The Chair asked what powers partners would have to challenge decisions, particularly the relationship between the five councils. Mike Cooke explained that there would not be statutory arrangements for ICS until 2022 and that additional details could be developed over the next 12 months. He noted that, if there was a fundamental disagreement, the partnership would pause and discuss the best way forward. It was added that the legislation would likely set out relative voting rights.

 

Dawn Wakeling, Barnet Executive Director of Adults and Health, stated that the current proposals had very little detail and that social care would be covered separately which meant that it was difficult to comment. It was noted that there were a number of queries regarding how decisions would be made and how different organisations and partners would be able to contribute.

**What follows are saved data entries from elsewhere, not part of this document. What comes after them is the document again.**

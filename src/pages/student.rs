//! Student dashboard page.

use leptos::prelude::*;
use leptos_router::NavigateOptions;
use leptos_router::hooks::use_navigate;

use crate::state::auth::AuthState;

/// Student dashboard.
/// Redirects to the sign-in page once the session resolves to anonymous.
#[component]
pub fn StudentDashboardPage() -> impl IntoView {
    let auth = expect_context::<RwSignal<AuthState>>();
    let navigate = use_navigate();

    Effect::new(move || {
        let state = auth.get();
        if !state.loading && state.user.is_none() {
            navigate("/auth/signin", NavigateOptions::default());
        }
    });

    let greeting = move || {
        auth.get()
            .user
            .map_or_else(String::new, |u| format!("Hi, {}.", u.display_name()))
    };

    view! {
        <div class="dashboard-page">
            <h1>"My Progress"</h1>
            <p class="dashboard-page__greeting">{greeting}</p>
            <p>"Your scores and upcoming assignments live here."</p>
        </div>
    }
}
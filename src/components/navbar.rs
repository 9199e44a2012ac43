//! Site-wide top navigation bar.
//!
//! Shows role-aware nav links, the account dropdown for signed-in users,
//! and sign-in/sign-up links for anonymous visitors. The dropdown closes on
//! outside click, after navigating through it, and after a successful
//! logout.

use leptos::html::Div;
use leptos::prelude::*;
use leptos_router::hooks::{use_location, use_navigate};

use crate::components::spinner::Spinner;
use crate::net::types::User;
use crate::state::auth::AuthState;
use crate::state::nav::nav_items;

/// Top navigation bar, rendered above the routed page content.
#[component]
pub fn Navbar() -> impl IntoView {
    let auth = expect_context::<RwSignal<AuthState>>();
    let location = use_location();

    let links = move || {
        let pathname = location.pathname.get();
        nav_items(auth.get().role())
            .into_iter()
            .map(|item| {
                let class = if item.is_active(&pathname) {
                    "navbar__link navbar__link--active"
                } else {
                    "navbar__link"
                };
                view! {
                    <a href=item.path class=class>
                        {item.name}
                    </a>
                }
            })
            .collect::<Vec<_>>()
    };

    view! {
        <header class="navbar">
            <a href="/" class="navbar__brand">
                "ScoreBee"
                <span class="navbar__brand-accent">"\u{1f41d}"</span>
            </a>

            <nav class="navbar__links">
                {links}
                {move || {
                    let state = auth.get();
                    if state.loading {
                        view! { <Spinner/> }.into_any()
                    } else if let Some(user) = state.user {
                        view! { <AccountMenu user=user/> }.into_any()
                    } else {
                        view! {
                            <div class="navbar__auth">
                                <a href="/auth/signin" class="navbar__link">
                                    "Sign In"
                                </a>
                                <a href="/auth/signup" class="btn btn--primary">
                                    "Sign Up"
                                </a>
                            </div>
                        }
                        .into_any()
                    }
                }}
            </nav>
        </header>
    }
}

/// Identity button plus dropdown panel for a signed-in user.
#[component]
fn AccountMenu(user: User) -> impl IntoView {
    let auth = expect_context::<RwSignal<AuthState>>();
    let open = RwSignal::new(false);
    let logging_out = RwSignal::new(false);
    let menu_ref = NodeRef::<Div>::new();

    let navigate = use_navigate();

    // Close when a pointer press lands outside the menu subtree. One
    // listener per mount; removed when the menu unmounts.
    #[cfg(feature = "hydrate")]
    Effect::new(move || {
        use wasm_bindgen::JsCast;

        let handle = window_event_listener(leptos::ev::pointerdown, move |ev| {
            if !open.get_untracked() {
                return;
            }
            let inside = menu_ref.get_untracked().is_some_and(|menu| {
                ev.target()
                    .and_then(|target| target.dyn_into::<web_sys::Node>().ok())
                    .is_some_and(|node| menu.contains(Some(&node)))
            });
            if !inside {
                open.set(false);
            }
        });
        on_cleanup(move || handle.remove());
    });

    let dashboard_path = user.role.dashboard_path();
    let role_label = user.role.as_str();
    let initial = user.initial().to_string();
    let display_name = user.display_name().to_owned();
    let panel_name = display_name.clone();
    let avatar = user.avatar.clone();

    let on_logout = Callback::new(move |()| {
        if logging_out.get_untracked() {
            return;
        }

        #[cfg(feature = "hydrate")]
        {
            logging_out.set(true);
            let navigate = navigate.clone();
            leptos::task::spawn_local(async move {
                match crate::net::api::logout().await {
                    Ok(()) => {
                        open.set(false);
                        auth.update(|a| a.user = None);
                        navigate("/", leptos_router::NavigateOptions::default());
                    }
                    Err(err) => {
                        // Operator diagnostics only; the menu stays open so
                        // the user can retry.
                        log::error!("logout failed: {err}");
                        logging_out.set(false);
                    }
                }
            });
        }

        #[cfg(not(feature = "hydrate"))]
        {
            let _ = (&navigate, &auth);
        }
    });

    view! {
        <div class="navbar__account" node_ref=menu_ref>
            <button
                class="navbar__account-button"
                on:click=move |_| open.update(|o| *o = !*o)
            >
                {match avatar {
                    Some(src) => view! { <img class="navbar__avatar" src=src alt="Profile"/> }.into_any(),
                    None => view! { <span class="navbar__initial">{initial}</span> }.into_any(),
                }}
                <span class="navbar__name">{display_name}</span>
                <svg
                    class="navbar__chevron"
                    class=("navbar__chevron--open", move || open.get())
                    viewBox="0 0 24 24"
                    aria-hidden="true"
                >
                    <path d="m19 9-7 7-7-7"></path>
                </svg>
            </button>

            <Show when=move || open.get()>
                <div class="dropdown">
                    <div class="dropdown__header">
                        <p class="dropdown__name">{panel_name.clone()}</p>
                        <p class="dropdown__role">{role_label}</p>
                    </div>
                    <a
                        href=dashboard_path
                        class="dropdown__link"
                        on:click=move |_| open.set(false)
                    >
                        "Dashboard"
                    </a>
                    <button
                        class="dropdown__logout"
                        disabled=move || logging_out.get()
                        on:click=move |_| on_logout.run(())
                    >
                        "Logout"
                    </button>
                </div>
            </Show>
        </div>
    }
}
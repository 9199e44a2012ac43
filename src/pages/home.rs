//! Landing page.

use leptos::prelude::*;

use crate::state::auth::AuthState;

/// Landing page with a call to action for the visitor's current state.
#[component]
pub fn HomePage() -> impl IntoView {
    let auth = expect_context::<RwSignal<AuthState>>();

    view! {
        <section class="hero">
            <h1>"ScoreBee"</h1>
            <p>"Scores, assignments, and progress for teachers and students."</p>
            {move || match auth.get().role() {
                Some(role) => {
                    view! {
                        <a href=role.dashboard_path() class="btn btn--primary">
                            "Go to your dashboard"
                        </a>
                    }
                        .into_any()
                }
                None => {
                    view! {
                        <a href="/auth/signup" class="btn btn--primary">
                            "Get started"
                        </a>
                    }
                        .into_any()
                }
            }}
        </section>
    }
}
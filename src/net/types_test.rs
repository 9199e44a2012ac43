use super::*;

fn user(first_name: Option<&str>, email: &str, role: Role) -> User {
    User {
        id: Uuid::new_v4(),
        email: email.to_owned(),
        first_name: first_name.map(str::to_owned),
        avatar: None,
        role,
    }
}

// =============================================================
// Role wire format
// =============================================================

#[test]
fn role_parses_wire_labels() {
    for (wire, role) in [
        ("TEACHER", Role::Teacher),
        ("STUDENT", Role::Student),
        ("ADMIN", Role::Admin),
    ] {
        let parsed: Role = serde_json::from_value(serde_json::json!(wire)).expect(wire);
        assert_eq!(parsed, role);
        assert_eq!(parsed.as_str(), wire);
    }
}

#[test]
fn unknown_role_is_rejected() {
    assert!(serde_json::from_value::<Role>(serde_json::json!("SUPERVISOR")).is_err());
    assert!(serde_json::from_value::<Role>(serde_json::json!("teacher")).is_err());
}

// =============================================================
// Role dashboard routing
// =============================================================

#[test]
fn teacher_dashboard_path() {
    assert_eq!(Role::Teacher.dashboard_path(), "/dashboard");
}

#[test]
fn non_teacher_roles_use_student_dashboard() {
    assert_eq!(Role::Student.dashboard_path(), "/student");
    assert_eq!(Role::Admin.dashboard_path(), "/student");
}

// =============================================================
// User wire format
// =============================================================

#[test]
fn user_parses_camel_case_fields() {
    let parsed: User = serde_json::from_value(serde_json::json!({
        "id": "6a3a1fd0-9f0f-4b55-bd3d-111111111111",
        "email": "ann@example.com",
        "firstName": "Ann",
        "avatar": "https://cdn.example.com/ann.png",
        "role": "STUDENT",
    }))
    .expect("valid user");

    assert_eq!(parsed.first_name.as_deref(), Some("Ann"));
    assert_eq!(parsed.avatar.as_deref(), Some("https://cdn.example.com/ann.png"));
    assert_eq!(parsed.role, Role::Student);
}

#[test]
fn user_optional_fields_default_to_none() {
    let parsed: User = serde_json::from_value(serde_json::json!({
        "id": "6a3a1fd0-9f0f-4b55-bd3d-222222222222",
        "email": "bob@example.com",
        "role": "TEACHER",
    }))
    .expect("valid user");

    assert!(parsed.first_name.is_none());
    assert!(parsed.avatar.is_none());
}

// =============================================================
// Badge initial
// =============================================================

#[test]
fn initial_prefers_first_name() {
    assert_eq!(user(Some("Ann"), "a@x.com", Role::Student).initial(), 'A');
}

#[test]
fn initial_is_uppercased() {
    assert_eq!(user(Some("ann"), "a@x.com", Role::Student).initial(), 'A');
}

#[test]
fn initial_falls_back_to_email() {
    assert_eq!(user(None, "bob@x.com", Role::Teacher).initial(), 'B');
}

#[test]
fn initial_ignores_empty_first_name() {
    assert_eq!(user(Some(""), "bob@x.com", Role::Teacher).initial(), 'B');
}

#[test]
fn initial_defaults_when_nothing_usable() {
    assert_eq!(user(None, "", Role::Student).initial(), 'U');
}

// =============================================================
// Display name
// =============================================================

#[test]
fn display_name_prefers_first_name() {
    assert_eq!(user(Some("Ann"), "a@x.com", Role::Student).display_name(), "Ann");
}

#[test]
fn display_name_falls_back_to_email_local_part() {
    assert_eq!(user(None, "bob@x.com", Role::Teacher).display_name(), "bob");
}

#[test]
fn display_name_uses_whole_email_without_at_sign() {
    assert_eq!(user(None, "bob", Role::Teacher).display_name(), "bob");
}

She agreed that too much bureaucracy could be unhelpful but that, depending on the detail of the legislation, there could be flexibility for individual systems.

 

The Chair noted that this was a transitional period and that not all elements of the proposals could be influenced. It was agreed that the Committee would request further information on the proposals and would further consider ICS at a meeting in September or November 2021.

 

RESOLVED

 

To request further information in relation to the following issues:

 

·         More detail on what the Integrated Care System would look like, how it would be internally accountable (including the role of constituent organisations), and how it would be scrutinised.

·         It was suggested that the proposals would benefit from greater democratic accountability and that it would be important to include appropriate council representation within the structure. It was also suggested that the Partnership Board could be unwieldy and that the structure would benefit from something more sophisticated.

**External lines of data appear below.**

//! Reusable UI components.

pub mod navbar;
pub mod spinner;
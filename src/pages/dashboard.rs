//! Teacher dashboard page.

use leptos::prelude::*;
use leptos_router::NavigateOptions;
use leptos_router::hooks::use_navigate;

use crate::state::auth::AuthState;

/// Teacher dashboard.
/// Redirects to the sign-in page once the session resolves to anonymous.
#[component]
pub fn TeacherDashboardPage() -> impl IntoView {
    let auth = expect_context::<RwSignal<AuthState>>();
    let navigate = use_navigate();

    Effect::new(move || {
        let state = auth.get();
        if !state.loading && state.user.is_none() {
            navigate("/auth/signin", NavigateOptions::default());
        }
    });

    let greeting = move || {
        auth.get()
            .user
            .map_or_else(String::new, |u| format!("Welcome back, {}.", u.display_name()))
    };

    view! {
        <div class="dashboard-page">
            <h1>"Teacher Dashboard"</h1>
            <p class="dashboard-page__greeting">{greeting}</p>
            <p>"Your classes, assignments, and score sheets live here."</p>
        </div>
    }
}
#[cfg(test)]
#[path = "nav_test.rs"]
mod nav_test;

use crate::net::types::Role;

/// A labeled route shown in the top navigation.
#[derive(Clone, Copy, Debug, PartialEq, Eq)]
pub struct NavItem {
    pub name: &'static str,
    pub path: &'static str,
}

impl NavItem {
    /// Active iff the current pathname equals this item's path exactly.
    pub fn is_active(self, pathname: &str) -> bool {
        pathname == self.path
    }
}

/// Nav links for the given role, in display order.
///
/// Home and the About/Contact pair are always present; the Dashboard entry
/// appears only for roles with a dashboard of their own.
pub fn nav_items(role: Option<Role>) -> Vec<NavItem> {
    let mut items = vec![NavItem {
        name: "Home",
        path: "/",
    }];

    match role {
        Some(Role::Teacher) => items.push(NavItem {
            name: "Dashboard",
            path: "/dashboard",
        }),
        Some(Role::Student) => items.push(NavItem {
            name: "Dashboard",
            path: "/student",
        }),
        Some(Role::Admin) | None => {}
    }

    items.push(NavItem {
        name: "About",
        path: "/about",
    });
    items.push(NavItem {
        name: "Contact",
        path: "/contact",
    });

    items
}
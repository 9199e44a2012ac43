//! Sign-in page with an email/password form.

use leptos::prelude::*;
use leptos_router::hooks::use_navigate;

use crate::state::auth::AuthState;

/// Sign-in form. A successful sign-in stores the user in the auth context
/// and lands on their role dashboard.
#[component]
pub fn SignInPage() -> impl IntoView {
    let auth = expect_context::<RwSignal<AuthState>>();
    let email = RwSignal::new(String::new());
    let password = RwSignal::new(String::new());
    let error = RwSignal::new(None::<String>);
    let submitting = RwSignal::new(false);

    let navigate = use_navigate();

    let submit = Callback::new(move |()| {
        if submitting.get_untracked() {
            return;
        }

        let email_value = email.get_untracked().trim().to_owned();
        let password_value = password.get_untracked();
        if email_value.is_empty() || password_value.is_empty() {
            error.set(Some("Email and password are required.".to_owned()));
            return;
        }

        #[cfg(feature = "hydrate")]
        {
            submitting.set(true);
            error.set(None);
            let navigate = navigate.clone();
            leptos::task::spawn_local(async move {
                match crate::net::api::sign_in(&email_value, &password_value).await {
                    Ok(user) => {
                        let path = user.role.dashboard_path();
                        auth.set(AuthState {
                            user: Some(user),
                            loading: false,
                        });
                        navigate(path, leptos_router::NavigateOptions::default());
                    }
                    Err(err) => {
                        error.set(Some(err));
                        submitting.set(false);
                    }
                }
            });
        }

        #[cfg(not(feature = "hydrate"))]
        {
            let _ = (&navigate, &auth, email_value, password_value);
        }
    });

    view! {
        <div class="auth-page">
            <h1>"Sign In"</h1>
            <form
                class="auth-form"
                on:submit=move |ev| {
                    ev.prevent_default();
                    submit.run(());
                }
            >
                <label class="auth-form__label">
                    "Email"
                    <input
                        class="auth-form__input"
                        type="email"
                        prop:value=move || email.get()
                        on:input=move |ev| email.set(event_target_value(&ev))
                    />
                </label>
                <label class="auth-form__label">
                    "Password"
                    <input
                        class="auth-form__input"
                        type="password"
                        prop:value=move || password.get()
                        on:input=move |ev| password.set(event_target_value(&ev))
                    />
                </label>
                <Show when=move || error.get().is_some()>
                    <p class="auth-form__error">{move || error.get().unwrap_or_default()}</p>
                </Show>
                <button class="btn btn--primary" type="submit" disabled=move || submitting.get()>
                    "Sign In"
                </button>
            </form>
            <p class="auth-page__alt">
                "No account yet? " <a href="/auth/signup">"Sign Up"</a>
            </p>
        </div>
    }
}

·         More information was requested on the anticipated role of Health and Wellbeing Boards, Directors of Public Health, and Directors of Adult and Social Care.

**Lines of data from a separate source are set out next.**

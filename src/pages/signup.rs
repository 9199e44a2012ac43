//! Sign-up page with an account creation form.

use leptos::prelude::*;
use leptos_router::hooks::use_navigate;

use crate::state::auth::AuthState;

/// Sign-up form. A successful sign-up signs the user in directly and lands
/// on their role dashboard.
#[component]
pub fn SignUpPage() -> impl IntoView {
    let auth = expect_context::<RwSignal<AuthState>>();
    let first_name = RwSignal::new(String::new());
    let email = RwSignal::new(String::new());
    let password = RwSignal::new(String::new());
    let error = RwSignal::new(None::<String>);
    let submitting = RwSignal::new(false);

    let navigate = use_navigate();

    let submit = Callback::new(move |()| {
        if submitting.get_untracked() {
            return;
        }

        let name_value = first_name.get_untracked().trim().to_owned();
        let email_value = email.get_untracked().trim().to_owned();
        let password_value = password.get_untracked();
        if email_value.is_empty() || password_value.is_empty() {
            error.set(Some("Email and password are required.".to_owned()));
            return;
        }

        #[cfg(feature = "hydrate")]
        {
            submitting.set(true);
            error.set(None);
            let navigate = navigate.clone();
            leptos::task::spawn_local(async move {
                match crate::net::api::sign_up(&name_value, &email_value, &password_value).await {
                    Ok(user) => {
                        let path = user.role.dashboard_path();
                        auth.set(AuthState {
                            user: Some(user),
                            loading: false,
                        });
                        navigate(path, leptos_router::NavigateOptions::default());
                    }
                    Err(err) => {
                        error.set(Some(err));
                        submitting.set(false);
                    }
                }
            });
        }

        #[cfg(not(feature = "hydrate"))]
        {
            let _ = (&navigate, &auth, name_value, email_value, password_value);
        }
    });

    view! {
        <div class="auth-page">
            <h1>"Sign Up"</h1>
            <form
                class="auth-form"
                on:submit=move |ev| {
                    ev.prevent_default();
                    submit.run(());
                }
            >
                <label class="auth-form__label">
                    "First Name"
                    <input
                        class="auth-form__input"
                        type="text"
                        prop:value=move || first_name.get()
                        on:input=move |ev| first_name.set(event_target_value(&ev))
                    />
                </label>
                <label class="auth-form__label">
                    "Email"
                    <input
                        class="auth-form__input"
                        type="email"
                        prop:value=move || email.get()
                        on:input=move |ev| email.set(event_target_value(&ev))
                    />
                </label>
                <label class="auth-form__label">
                    "Password"
                    <input
                        class="auth-form__input"
                        type="password"
                        prop:value=move || password.get()
                        on:input=move |ev| password.set(event_target_value(&ev))
                    />
                </label>
                <Show when=move || error.get().is_some()>
                    <p class="auth-form__error">{move || error.get().unwrap_or_default()}</p>
                </Show>
                <button class="btn btn--primary" type="submit" disabled=move || submitting.get()>
                    "Create account"
                </button>
            </form>
            <p class="auth-page__alt">
                "Already registered? " <a href="/auth/signin">"Sign In"</a>
            </p>
        </div>
    }
}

·         The importance of openness and transparency was highlighted and assurance was sought that meetings would be held in public and minutes would be available, in particular for the top level Board decisions.

·         Clarity was requested on whether there would be a right to public consultation in relation to all major proposals.

·         It was requested that there be a clear commitment for co-production and engagement and more information regarding the mechanisms or processes that would ensure the inclusion of patients’ and residents’ voices. Also, further detail was requested in relation to how the Integrated Care System would ensure strong communications.

·         There were some concerns that there was potential for work to be duplicated in the proposed structure and it was unclear what the role of the Joint Health Overview and Scrutiny Committee would be.

·         Additional information in relation to the capital proposal and how this would work, in particular whether the largest or certain partners would have more influence.

·         There was a significant concern that the scrutiny right of referral to the Secretary of State would be removed as part of the proposals. It was requested that consideration was given to reinstating this power or an alternative option in the case of any serious concerns.

·         The relationship between the NHS/ Integrated Care System and the Secretary of State and whether there would there be any option to derogate from a Secretary of State direction.

·         How pharmacies, which had been important throughout the Covid-19 pandemic, would be involved in scrutiny and integration within ICS and whether this could be equivalent to GP involvement.

·         It was requested that the suggestions outlined in the deputation from NCL NHS Watch were considered.